That's it. Everything else in this guide is opt-in.

💡 contract must define at least one of schema or openapiRef — an empty contract: {} fails validation. We use a one-column schema here.


2. Add a schema

Goal: describe the columns of the exposed table. New in this step: exposes[].contract.schema[].

# 02-with-schema.fluid.yml
fluidVersion: "0.7.4"
kind: DataProduct
id:   demo.bronze.payments
name: "Raw Payments"
metadata:
  owner: { team: data-platform, email: data-platform@company.com }
  layer: Bronze
exposes:
  - exposeId: payment_events
    kind: table
    contract:
      schema:
        - { name: payment_id, type: STRING,  required: true,  description: "Unique payment id" }
        - { name: amount,     type: NUMERIC, required: true,  description: "Payment amount" }
        - { name: currency,   type: STRING,  required: true,  description: "ISO 4217 currency code" }
        - { name: created_at, type: TIMESTAMP, required: true }
    binding:
      platform: gcp
      format:   bigquery_table
      location: { project: company-data, dataset: bronze_finance, table: payments }

Why bother: every consumer (humans, BI tools, AI agents) now has a machine-readable contract for the columns they'll see.


3. Add data quality

Goal: assert that certain quality conditions must hold for the data to be considered valid. New in this step: exposes[].contract.dq.rules[].

# 03-with-dq.fluid.yml
# ... (everything from example 2, plus:)
exposes:
  - exposeId: payment_events
    kind: table
    contract:
      schema:
        - { name: payment_id, type: STRING,  required: true }
        - { name: amount,     type: NUMERIC, required: true }
        - { name: currency,   type: STRING,  required: true }
      dq:
        rules:
          - id: positive_amount
            type: valid_values                          # type ∈ freshness | completeness | uniqueness | valid_values | accuracy | schema | anomaly_detection | drift_detection
            selector: "amount > 0"
            severity: error                             # severity ∈ info | warn | error | critical
          - id: known_currency
            type: valid_values
            selector: "currency IN ('USD','EUR','GBP','JPY')"
            severity: warn
          - id: freshness_15m
            type: freshness
            selector: created_at
            window: PT15M                               # ISO-8601 duration window
            severity: error
    binding:
      platform: gcp
      format:   bigquery_table
      location: { project: company-data, dataset: bronze_finance, table: payments }

DQ rules run as part of every build. severity: error fails the pipeline; warn annotates the run.
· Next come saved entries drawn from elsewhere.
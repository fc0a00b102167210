//! Builds store-neutral queries for the report listing modes.
//!
//! Every query produced here leaves the photo out of the projection; only
//! single-report reads and the photo endpoint ever load image bytes.

use uuid::Uuid;

use crate::core::error::{AppError, Result};
use crate::features::reports::dtos::{
    CategoryProjection, ListReportsQuery, RelatedReportsQuery, ReportFiltersDto,
    ReportSortField, SearchReportsDto, SortDirection, TextSearchQuery, ALL_CATEGORIES,
    DEFAULT_LIST_LIMIT, DEFAULT_SEARCH_LIMIT, MAX_LIST_LIMIT,
};
use crate::features::reports::models::Report;

/// Text columns that may be filtered on
#[derive(Debug, Clone, Copy, PartialEq, Eq)]
pub enum TextField {
    Item,
    Project,
    Author,
    Contractor,
    Subject,
    Remarks,
    Description,
    Action,
}

impl TextField {
    pub fn column(&self) -> &'static str {
        match self {
            TextField::Item => "r.item",
            TextField::Project => "r.project",
            TextField::Author => "r.author",
            TextField::Contractor => "r.contractor",
            TextField::Subject => "r.subject",
            TextField::Remarks => "r.remarks",
            TextField::Description => "r.description",
            TextField::Action => "r.action",
        }
    }

    #[cfg(test)]
    pub fn value<'a>(&self, report: &'a Report) -> &'a str {
        match self {
            TextField::Item => &report.item,
            TextField::Project => &report.project,
            TextField::Author => &report.author,
            TextField::Contractor => &report.contractor,
            TextField::Subject => &report.subject,
            TextField::Remarks => &report.remarks,
            TextField::Description => &report.description,
            TextField::Action => &report.action,
        }
    }
}

/// One condition of a report query; conditions are AND-ed
#[derive(Debug, Clone, PartialEq)]
pub enum ReportFilter {
    /// Field equals one of the values
    TextIn(TextField, Vec<String>),
    StatusIn(Vec<bool>),
    CategoryIn(Vec<Uuid>),
    /// Exclude one report
    IdNot(Uuid),
    /// Case-insensitive literal substring of `item`
    ItemContains(String),
}

#[derive(Debug, Clone, Copy, PartialEq, Eq)]
pub struct SortSpec {
    pub field: ReportSortField,
    pub direction: SortDirection,
}

/// Which parts of a report the store should return
#[derive(Debug, Clone, Copy, PartialEq, Eq)]
pub struct Projection {
    pub include_photo: bool,
    pub category: CategoryProjection,
}

impl Projection {
    fn listing(category: CategoryProjection) -> Self {
        Self {
            include_photo: false,
            category,
        }
    }
}

/// A store query: filter, sort, skip, limit and projection
#[derive(Debug, Clone, PartialEq)]
pub struct ReportQuery {
    pub filters: Vec<ReportFilter>,
    pub sort: Option<SortSpec>,
    pub skip: i64,
    pub limit: Option<i64>,
    pub projection: Projection,
}

fn clamp_limit(limit: Option<i64>, default: i64) -> i64 {
    limit.unwrap_or(default).clamp(1, MAX_LIST_LIMIT)
}

/// `GET /reports`: sorted, limited, category populated.
pub fn list_query(params: &ListReportsQuery) -> ReportQuery {
    ReportQuery {
        filters: Vec::new(),
        sort: Some(SortSpec {
            field: params.sort_by.unwrap_or_default(),
            direction: params.order.unwrap_or(SortDirection::Asc),
        }),
        skip: 0,
        limit: Some(clamp_limit(params.limit, DEFAULT_LIST_LIMIT)),
        projection: Projection::listing(CategoryProjection::Populated),
    }
}

/// Reports sharing `current`'s category, excluding `current` itself.
pub fn related_query(current: &Report, params: &RelatedReportsQuery) -> ReportQuery {
    ReportQuery {
        filters: vec![
            ReportFilter::IdNot(current.id),
            ReportFilter::CategoryIn(vec![current.category_id]),
        ],
        sort: None,
        skip: 0,
        limit: Some(clamp_limit(params.limit, DEFAULT_LIST_LIMIT)),
        projection: Projection::listing(CategoryProjection::Reduced),
    }
}

fn push_text(filters: &mut Vec<ReportFilter>, field: TextField, values: &[String]) {
    if !values.is_empty() {
        filters.push(ReportFilter::TextIn(field, values.to_vec()));
    }
}

fn is_empty_filter(value: &serde_json::Value) -> bool {
    match value {
        serde_json::Value::Null => true,
        serde_json::Value::Array(values) => values.is_empty(),
        _ => false,
    }
}

/// Map the allow-listed filter fields to conditions, skipping empty lists.
/// A non-empty value under any other key is rejected.
pub fn filters_from(dto: &ReportFiltersDto) -> Result<Vec<ReportFilter>> {
    if let Some(key) = dto
        .other
        .iter()
        .find(|(_, value)| !is_empty_filter(value))
        .map(|(key, _)| key)
    {
        return Err(AppError::BadRequest(format!(
            "Unknown filter field '{}'",
            key
        )));
    }

    let mut filters = Vec::new();

    push_text(&mut filters, TextField::Item, &dto.item);
    push_text(&mut filters, TextField::Project, &dto.project);
    push_text(&mut filters, TextField::Author, &dto.author);
    push_text(&mut filters, TextField::Contractor, &dto.contractor);
    push_text(&mut filters, TextField::Subject, &dto.subject);
    push_text(&mut filters, TextField::Remarks, &dto.remarks);
    push_text(&mut filters, TextField::Description, &dto.description);
    push_text(&mut filters, TextField::Action, &dto.action);

    if !dto.status.is_empty() {
        filters.push(ReportFilter::StatusIn(dto.status.clone()));
    }
    if !dto.category.is_empty() {
        filters.push(ReportFilter::CategoryIn(dto.category.clone()));
    }

    Ok(filters)
}

/// `POST /reports/by/search`: filtered, sorted (desc by default), paginated.
pub fn filtered_search_query(dto: &SearchReportsDto) -> Result<ReportQuery> {
    Ok(ReportQuery {
        filters: filters_from(&dto.filters)?,
        sort: Some(SortSpec {
            field: dto.sort_by.unwrap_or_default(),
            direction: dto.order.unwrap_or(SortDirection::Desc),
        }),
        skip: dto.skip.unwrap_or(0).max(0),
        limit: Some(clamp_limit(dto.limit, DEFAULT_SEARCH_LIMIT)),
        projection: Projection::listing(CategoryProjection::Populated),
    })
}

/// `GET /reports/search`. Returns `None` when there is no search term.
pub fn text_search_query(params: &TextSearchQuery) -> Result<Option<ReportQuery>> {
    let Some(term) = params.search.as_deref().filter(|s| !s.is_empty()) else {
        return Ok(None);
    };

    let mut filters = vec![ReportFilter::ItemContains(term.to_string())];

    if let Some(category) = params
        .category
        .as_deref()
        .filter(|c| !c.is_empty() && *c != ALL_CATEGORIES)
    {
        let category_id = Uuid::parse_str(category)
            .map_err(|_| AppError::BadRequest(format!("Invalid category id '{}'", category)))?;
        filters.push(ReportFilter::CategoryIn(vec![category_id]));
    }

    Ok(Some(ReportQuery {
        filters,
        sort: None,
        skip: 0,
        limit: None,
        projection: Projection::listing(CategoryProjection::Id),
    }))
}

/// Escape `%`, `_` and `\` so a term matches literally inside `ILIKE`.
pub fn like_pattern(term: &str) -> String {
    let mut pattern = String::with_capacity(term.len() + 2);
    pattern.push('%');
    for c in term.chars() {
        if matches!(c, '%' | '_' | '\\') {
            pattern.push('\\');
        }
        pattern.push(c);
    }
    pattern.push('%');
    pattern
}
4. Add a build (embedded SQL)

Goal: describe how the data actually gets produced. New in this step: the build block with pattern: embedded-logic.

# 04-with-build.fluid.yml
# ... (everything from example 3, plus:)
build:
  pattern: embedded-logic
  engine:  sql
  properties:
    sql: |
      SELECT
        payment_id,
        amount,
        currency,
        created_at
      FROM raw_source.payments
      WHERE amount > 0
  execution:
    trigger:
      type: schedule                                # schedule | event | manual | dependency | dataset | schedule_and_dataset | timetable
      schedule: "0 * * * *"                         # cron expression (or named preset)
    retries:
      maxAttempts: 3
      backoffStrategy: exponential                  # fixed | exponential | linear
      initialDelay: PT60S                           # ISO-8601 duration

embedded-logic keeps the transformation in-file. For dbt-style references, use hybrid-reference (next example).
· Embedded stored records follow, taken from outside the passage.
use serde::{Deserialize, Serialize};
use utoipa::ToSchema;

/// Error body returned by every failing endpoint
#[derive(Debug, Serialize, Deserialize, ToSchema)]
pub struct ErrorResponse {
    pub error: String,
    #[serde(skip_serializing_if = "Option::is_none")]
    pub errors: Option<Vec<String>>,
}

impl ErrorResponse {
    pub fn new(error: String, errors: Option<Vec<String>>) -> Self {
        Self { error, errors }
    }
}

/// Plain confirmation message
#[derive(Debug, Serialize, Deserialize, ToSchema)]
pub struct MessageResponse {
    pub message: String,
}

impl MessageResponse {
    pub fn new(message: impl Into<String>) -> Self {
        Self {
            message: message.into(),
        }
    }
}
5. Consume another product

Goal: depend on another FLUID product upstream, and reference a dbt model for the build. New in this step: consumes[] + build.pattern: hybrid-reference.
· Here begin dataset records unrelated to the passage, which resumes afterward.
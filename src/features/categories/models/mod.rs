mod category;

pub use category::Category;
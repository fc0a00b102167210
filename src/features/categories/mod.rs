pub mod dtos;
pub mod models;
# 05-customer-ltv.fluid.yml
fluidVersion: "0.7.4"
kind: DataProduct
id:   analytics.silver.customer_ltv
name: "Customer Lifetime Value"
metadata:
  owner: { team: analytics, email: analytics@company.com }
  layer: Silver

consumes:
  - productId: demo.bronze.payments        # from example 4
    exposeId:  payment_events
  - productId: crm.bronze.raw_customers
    exposeId:  customer_data
    versionConstraint: "^2.0.0"

exposes:
  - exposeId: customer_ltv
    kind: table
    contract:
      schema:
        - { name: customer_id,     type: STRING,  required: true, tags: [identifier] }
        - { name: total_spent,     type: NUMERIC, required: true }
        - { name: order_count,     type: INTEGER, required: true }
        - { name: avg_order_value, type: NUMERIC, required: true }
    binding:
      platform: gcp
      format:   bigquery_table
      location: { project: company-data, dataset: silver_analytics, table: customer_ltv }

build:
  pattern: hybrid-reference
  engine:  dbt
  repository: "github.com/acme/analytics-dbt"
  properties:
    model: customer_ltv                    # path within the dbt repo

Now the orchestrator can auto-build the DAG: demo.bronze.payments → analytics.silver.customer_ltv.


6. Restrict access with accessPolicy

Goal: declare exactly who can read this product. The platform generates cloud IAM bindings from this block. New in this step: root-level accessPolicy.

# 06-with-access.fluid.yml
# ... (everything from example 5, plus:)
accessPolicy:
  grants:
    - principal: "group:analytics-team@company.com"
      permissions: [read, select, query]
      resources:   ["$.exposes[?(@.kind=='table')]"]
    - principal: "serviceAccount:airflow@acme-prod.iam.gserviceaccount.com"
      permissions: [read, select]
      conditions:
        ipRanges: ["10.0.0.0/8"]
    - principal: "user:alice@company.com"   # individual grant — labels go in commit msg / PR, not the contract
      permissions: [read, select, query]

The resources field uses JSONPath to target subsets of exposes — useful when some ports are public and others are restricted. The schema's accessPolicy.grants[] block accepts only principal, permissions, resources, and conditions — keep ticket/audit context in your commit message or PR, not the contract.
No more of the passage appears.